Lasadiya (also spelt Lasadia) is a tehsil of Salumbar district in Rajasthan, India.The tehsil consists of 114 revenue villages which are organized in 19 gram panchayats The tehsil headquarter is located in the village of Lasadiya. The boundaries of Lasadiya tehsil are conterminous with those of Lasadiya panchayat samiti.

== History ==
Before the formation of the Republic of India, the territory of present-day Lasadiya tehsil was part of the former Udaipur State. With the formation of the United State of Rajasthan (precursor to the state of Rajasthan) in 1948, the new district of Udaipur was constituted which included the area of present-day Lasadiya tehsil. Lasadiya tehsil was created in 2008 by including 19 villages of Salumbar tehsil (of Udaipur district) and 88 villages of Dhariawad tehsil (of Pratapgarh district).

==Geography==
The area of Lasadiya tehsil is 539 square kilometres. The tehsil is bordered by Girwa tehsil to the northwest, Vallabhnagar tehsil to the north, Chittaurgarh district to the north east, Pratapgarh district to the southeast, and Salumber tehsils to the southwest. The annual average rainfall in Lasadiya tehsil is 692 mm, with an average of 32 rainy days per year.

== Demographics ==
The population of Lasadiya tehsil is 91,229, which makes it the least populous tehsil in Udaipur district. The entire population of Lasadiya is classified as rural in the 2011 census.
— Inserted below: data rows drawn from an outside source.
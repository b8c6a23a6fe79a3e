//! Serializable snapshot of the host state the canvas consumes.
//!
//! A snapshot carries the tempo map, editor frame rate, tracks with their stored edits and
//! audio-guide results, the view (size, zoom, scroll) and the theme. It is what the CLI loads
//! and what tests use to drive the whole pipeline from JSON.

use std::fs::File;
use std::io::BufReader;
use std::path::Path;

use anyhow::Context as _;

use crate::derive::{AudioGuide, EditableRequest, PreviewEdit, ReferenceRequest};
use crate::foundation::core::{FrameRate, Theme, ViewportSize};
use crate::foundation::error::{PitchError, PitchResult};
use crate::render::PolylineBackend;
use crate::session::{CanvasOpts, PitchCanvas};
use crate::timeline::{TempoChange, TempoMap};

#[derive(Clone, Debug, PartialEq, serde::Serialize, serde::Deserialize)]
pub struct ProjectSnapshot {
    /// Pulses per quarter note.
    pub tpqn: u32,
    pub tempo: Vec<TempoChange>,
    pub editor_rate: FrameRate,
    #[serde(default)]
    pub theme: Theme,
    #[serde(default)]
    pub view: ViewState,
    pub tracks: Vec<TrackState>,
    #[serde(default)]
    pub selected_track: usize,
    /// Uncommitted edit on the selected track.
    #[serde(default, skip_serializing_if = "Option::is_none")]
    pub preview: Option<PreviewEdit>,
    #[serde(default)]
    pub canvas: CanvasOpts,
}

#[derive(Clone, Debug, PartialEq, serde::Serialize, serde::Deserialize)]
pub struct TrackState {
    pub name: String,
    /// Voice assigned to the track. Without one nothing is drawn.
    #[serde(default)]
    pub singer: Option<String>,
    /// Stored per-frame edits; [`crate::NO_PITCH`] marks empty frames.
    #[serde(default)]
    pub pitch_edits: Vec<f64>,
    /// Track extent in seconds; guides outside it are ignored.
    #[serde(default)]
    pub span: Option<(f64, f64)>,
    #[serde(default)]
    pub guides: Vec<AudioGuide>,
}

#[derive(Clone, Copy, Debug, PartialEq, serde::Serialize, serde::Deserialize)]
#[serde(default)]
pub struct ViewState {
    pub width: u32,
    pub height: u32,
    pub zoom_x: f64,
    pub zoom_y: f64,
    pub offset_x: f64,
    pub offset_y: f64,
}

impl Default for ViewState {
    fn default() -> Self {
        Self {
            width: 1200,
            height: 400,
            zoom_x: 0.25,
            zoom_y: 1.0,
            offset_x: 0.0,
            offset_y: 0.0,
        }
    }
}

impl ViewState {
    pub fn size(&self) -> ViewportSize {
        ViewportSize {
            width: self.width,
            height: self.height,
        }
    }
}

impl ProjectSnapshot {
    /// Parse and validate a snapshot from JSON text.
    pub fn from_json_str(s: &str) -> PitchResult<Self> {
        let snapshot: Self =
            serde_json::from_str(s).map_err(|e| PitchError::serde(e.to_string()))?;
        snapshot.validate()?;
        Ok(snapshot)
    }

    /// Load and validate a snapshot from a JSON file.
    pub fn from_path(path: &Path) -> PitchResult<Self> {
        let f = File::open(path).with_context(|| format!("open project '{}'", path.display()))?;
        let snapshot: Self = serde_json::from_reader(BufReader::new(f))
            .map_err(|e| PitchError::serde(format!("{}: {e}", path.display())))?;
        snapshot.validate()?;
        Ok(snapshot)
    }

    pub fn to_json_pretty(&self) -> PitchResult<String> {
        serde_json::to_string_pretty(self).map_err(|e| PitchError::serde(e.to_string()))
    }

    pub fn validate(&self) -> PitchResult<()> {
        self.tempo_map()?;
        self.editor_rate.validate()?;
        if self.view.size().is_empty() {
            return Err(PitchError::validation("view width/height must be > 0"));
        }
        for z in [self.view.zoom_x, self.view.zoom_y] {
            if !z.is_finite() || z <= 0.0 {
                return Err(PitchError::validation(format!("invalid view zoom {z}")));
            }
        }
        if self.canvas.max_fps == 0 {
            return Err(PitchError::validation("canvas max_fps must be > 0"));
        }
        if self.tracks.is_empty() {
            return Err(PitchError::validation("project has no tracks"));
        }
        self.selected()?;

        for track in &self.tracks {
            if let Some((start, end)) = track.span
                && (!start.is_finite() || !end.is_finite() || start > end)
            {
                return Err(PitchError::validation(format!(
                    "track '{}' span is invalid",
                    track.name
                )));
            }
            for guide in &track.guides {
                guide.frame_rate.validate()?;
                if !guide.start_secs.is_finite() {
                    return Err(PitchError::validation(format!(
                        "track '{}' has a guide with non-finite start {}",
                        track.name, guide.start_secs
                    )));
                }
            }
        }
        Ok(())
    }

    pub fn tempo_map(&self) -> PitchResult<TempoMap> {
        TempoMap::new(self.tpqn, self.tempo.clone())
    }

    pub fn selected(&self) -> PitchResult<&TrackState> {
        self.tracks.get(self.selected_track).ok_or_else(|| {
            PitchError::validation(format!(
                "selected track {} out of range ({} tracks)",
                self.selected_track,
                self.tracks.len()
            ))
        })
    }

    /// `true` when the selected track has a non-empty singer.
    pub fn singer_present(&self) -> bool {
        self.selected()
            .ok()
            .and_then(|t| t.singer.as_deref())
            .is_some_and(|s| !s.trim().is_empty())
    }

    pub fn reference_request(&self) -> PitchResult<ReferenceRequest> {
        let track = self.selected()?;
        Ok(ReferenceRequest {
            tempo: self.tempo_map()?,
            editor_rate: self.editor_rate,
            guides: track.guides.clone(),
            track_span: track.span,
        })
    }

    pub fn editable_request(&self) -> PitchResult<EditableRequest> {
        let track = self.selected()?;
        Ok(EditableRequest {
            tempo: self.tempo_map()?,
            editor_rate: self.editor_rate,
            stored: track.pitch_edits.clone(),
            preview: self.preview.clone(),
        })
    }

    /// Build a canvas reflecting this snapshot and derive both curves into it.
    ///
    /// The derived segments are picked up on the canvas's next display frame.
    pub fn open_canvas<B: PolylineBackend>(&self, backend: B) -> PitchResult<PitchCanvas<B>> {
        let mut canvas = PitchCanvas::new(backend, self.view.size(), self.theme, self.canvas)?;
        canvas.set_zoom(self.view.zoom_x, self.view.zoom_y)?;
        canvas.set_offset(self.view.offset_x, self.view.offset_y)?;
        canvas.set_singer_present(self.singer_present());
        canvas.submit_reference(self.reference_request()?);
        canvas.submit_editable(self.editable_request()?);
        Ok(canvas)
    }
}

#[cfg(test)]
#[path = "../tests/unit/project.rs"]
mod tests;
The sex ratio in the tehsil is 968. 88% of the population belongs to one of the statutorily defined scheduled tribes. The tehsil's literacy rate of 35% is the second lowest in Udaipur district. 96% of the population of the tehsil is rural and the literacy rate of the tehsil is 54%. Mewari is the predominant language used in the tehsil, being the first language for 98% of the population of the tehsil.

Because of its predominant tribal population, Lasadiya tehsil is classified as a Scheduled Area which affords safeguards for interests of the tribal population.

== Economy ==
Agriculture is the most significant sources of income in Lasadiya tehsil with 90% of workers identifying as cultivators or agricultural labourers in the 2011 census.